Na cenografia de Fernando Mello da Costa e Rostand Albuquerque, apenas a projeção de imagens numa tela registradas por uma câmera no instante da apresentação é elemento passível de indagação acerca de sua real necessidade. O que estaria de fato sendo valorizado por meio deste recurso? A própria presença do ator potencializada na tela? O instante imediato do acontecimento teatral? Os mecanismos de representação realçados pela câmera em oposição à construção de uma naturalidade? Seja como for, há pelo menos uma passagem que ganha com o registro em vídeo: a projeção das imagens de Claudio e Polônio numa cena entre Hamlet e Ofélia. Já os figurinos de Marcelo Pies também demonstram sintonia com a proposta da montagem, não só pela opção por trajes contemporâneos (em cores neutras) como por reforçarem a idéia de virar o estabelecido pelo avesso através da concepção dos casacos.

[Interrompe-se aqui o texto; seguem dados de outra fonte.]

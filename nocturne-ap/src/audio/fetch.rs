//! Raw byte fetching for audio sources
//!
//! Sources are opaque identifiers (a file name such as `forest.mp3`, or a
//! full URL). A [`SourceFetcher`] turns one into the encoded file bytes.

use crate::error::{Error, Result};
use async_trait::async_trait;
use std::path::{Component, Path, PathBuf};
use std::time::Duration;
use tracing::debug;

/// Fetches the encoded bytes of an audio source
#[async_trait]
pub trait SourceFetcher: Send + Sync {
    async fn fetch(&self, source_id: &str) -> Result<Vec<u8>>;

    /// Whether `source_id` names something this fetcher can find.
    ///
    /// Used to decide whether a missing placeholder may be synthesized.
    async fn exists(&self, source_id: &str) -> bool;
}

fn is_url(source_id: &str) -> bool {
    source_id.starts_with("http://") || source_id.starts_with("https://")
}

/// Reads sources from a static audio directory
#[derive(Debug, Clone)]
pub struct FsFetcher {
    audio_dir: PathBuf,
}

impl FsFetcher {
    pub fn new(audio_dir: impl Into<PathBuf>) -> Self {
        Self {
            audio_dir: audio_dir.into(),
        }
    }

    /// Map a source identifier to a path inside the audio directory.
    ///
    /// Only plain relative paths are accepted; `..`, absolute paths and URLs
    /// are rejected.
    pub fn resolve(&self, source_id: &str) -> Result<PathBuf> {
        if source_id.is_empty() || is_url(source_id) {
            return Err(Error::load(source_id, "not a local audio file name"));
        }

        let relative = Path::new(source_id);
        let plain = relative
            .components()
            .all(|c| matches!(c, Component::Normal(_) | Component::CurDir));
        if !plain {
            return Err(Error::load(source_id, "path escapes the audio directory"));
        }

        Ok(self.audio_dir.join(relative))
    }
}

#[async_trait]
impl SourceFetcher for FsFetcher {
    async fn fetch(&self, source_id: &str) -> Result<Vec<u8>> {
        let path = self.resolve(source_id)?;
        debug!("Reading audio file {:?}", path);
        tokio::fs::read(&path)
            .await
            .map_err(|e| Error::load(source_id, format!("{}: {}", path.display(), e)))
    }

    async fn exists(&self, source_id: &str) -> bool {
        match self.resolve(source_id) {
            Ok(path) => tokio::fs::metadata(&path).await.is_ok(),
            Err(_) => false,
        }
    }
}

/// Fetches sources over HTTP relative to a base URL.
///
/// Identifiers that are already absolute URLs are fetched as-is.
#[derive(Debug, Clone)]
pub struct HttpFetcher {
    client: reqwest::Client,
    base_url: String,
}

impl HttpFetcher {
    pub fn new(base_url: impl Into<String>, timeout: Option<Duration>) -> Result<Self> {
        let mut builder = reqwest::Client::builder();
        if let Some(timeout) = timeout {
            builder = builder.timeout(timeout);
        }
        let client = builder
            .build()
            .map_err(|e| Error::Config(format!("Failed to build HTTP client: {}", e)))?;

        Ok(Self {
            client,
            base_url: base_url.into(),
        })
    }

    pub fn url_for(&self, source_id: &str) -> String {
        if is_url(source_id) {
            source_id.to_string()
        } else {
            format!(
                "{}/{}",
                self.base_url.trim_end_matches('/'),
                source_id.trim_start_matches('/')
            )
        }
    }
}

#[async_trait]
impl SourceFetcher for HttpFetcher {
    async fn fetch(&self, source_id: &str) -> Result<Vec<u8>> {
        let url = self.url_for(source_id);
        debug!("Fetching audio {}", url);

        let response = self
            .client
            .get(&url)
            .send()
            .await
            .and_then(|r| r.error_for_status())
            .map_err(|e| Error::load(source_id, e))?;

        let bytes = response
            .bytes()
            .await
            .map_err(|e| Error::load(source_id, e))?;
        Ok(bytes.to_vec())
    }

    async fn exists(&self, source_id: &str) -> bool {
        match self.client.head(self.url_for(source_id)).send().await {
            Ok(response) => response.status().is_success(),
            Err(_) => false,
        }
    }
}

A busca pelo natural pregada por Hamlet é apenas aparentemente negada por Wagner Moura, que adota o registro histriônico para, na verdade, marcar a encenação arquitetada por Hamlet para trazer à tona toda a verdade sobre o assassinato do pai. É como se o ator sublinhasse de propósito as engrenagens da representação, ao invés de utilizá-las de maneira alienada. O Hamlet de Wagner Moura extravasa por meio de gestos largos e enfáticos, dispara falas revestidas de deboche, mas sem enveredar por um eventual jogo de efeitos e perder de vista a concretude e a contundência com que pronuncia as palavras, e esfrega e entrelaça as mãos de modo quase tão ofegante quanto o som de sua respiração. No restante do elenco, Gillray Coutinho procura imprimir acento cômico a partir da prolixidade de seu texto. Pode-se citar ainda a qualidade de atenção de Caio Junqueira, a autoridade cênica de Tonico Pereira ou a habilidade no manejo do humor de Claudio Mendes, mas os atores (além destes, Carla Ribas, Georgiana Góes, Fábio Lago, Marcelo Flores e Felipe Khoury) não chegam a imprimir uma identidade interpretativa.
Esta versão de Hamlet assinada por Aderbal Freire-Filho caminha na contramão da chamada peça de época. Parece haver uma saudável disposição em investigar de que maneira o texto de Shakespeare permanece lançando perguntas à contemporaneidade.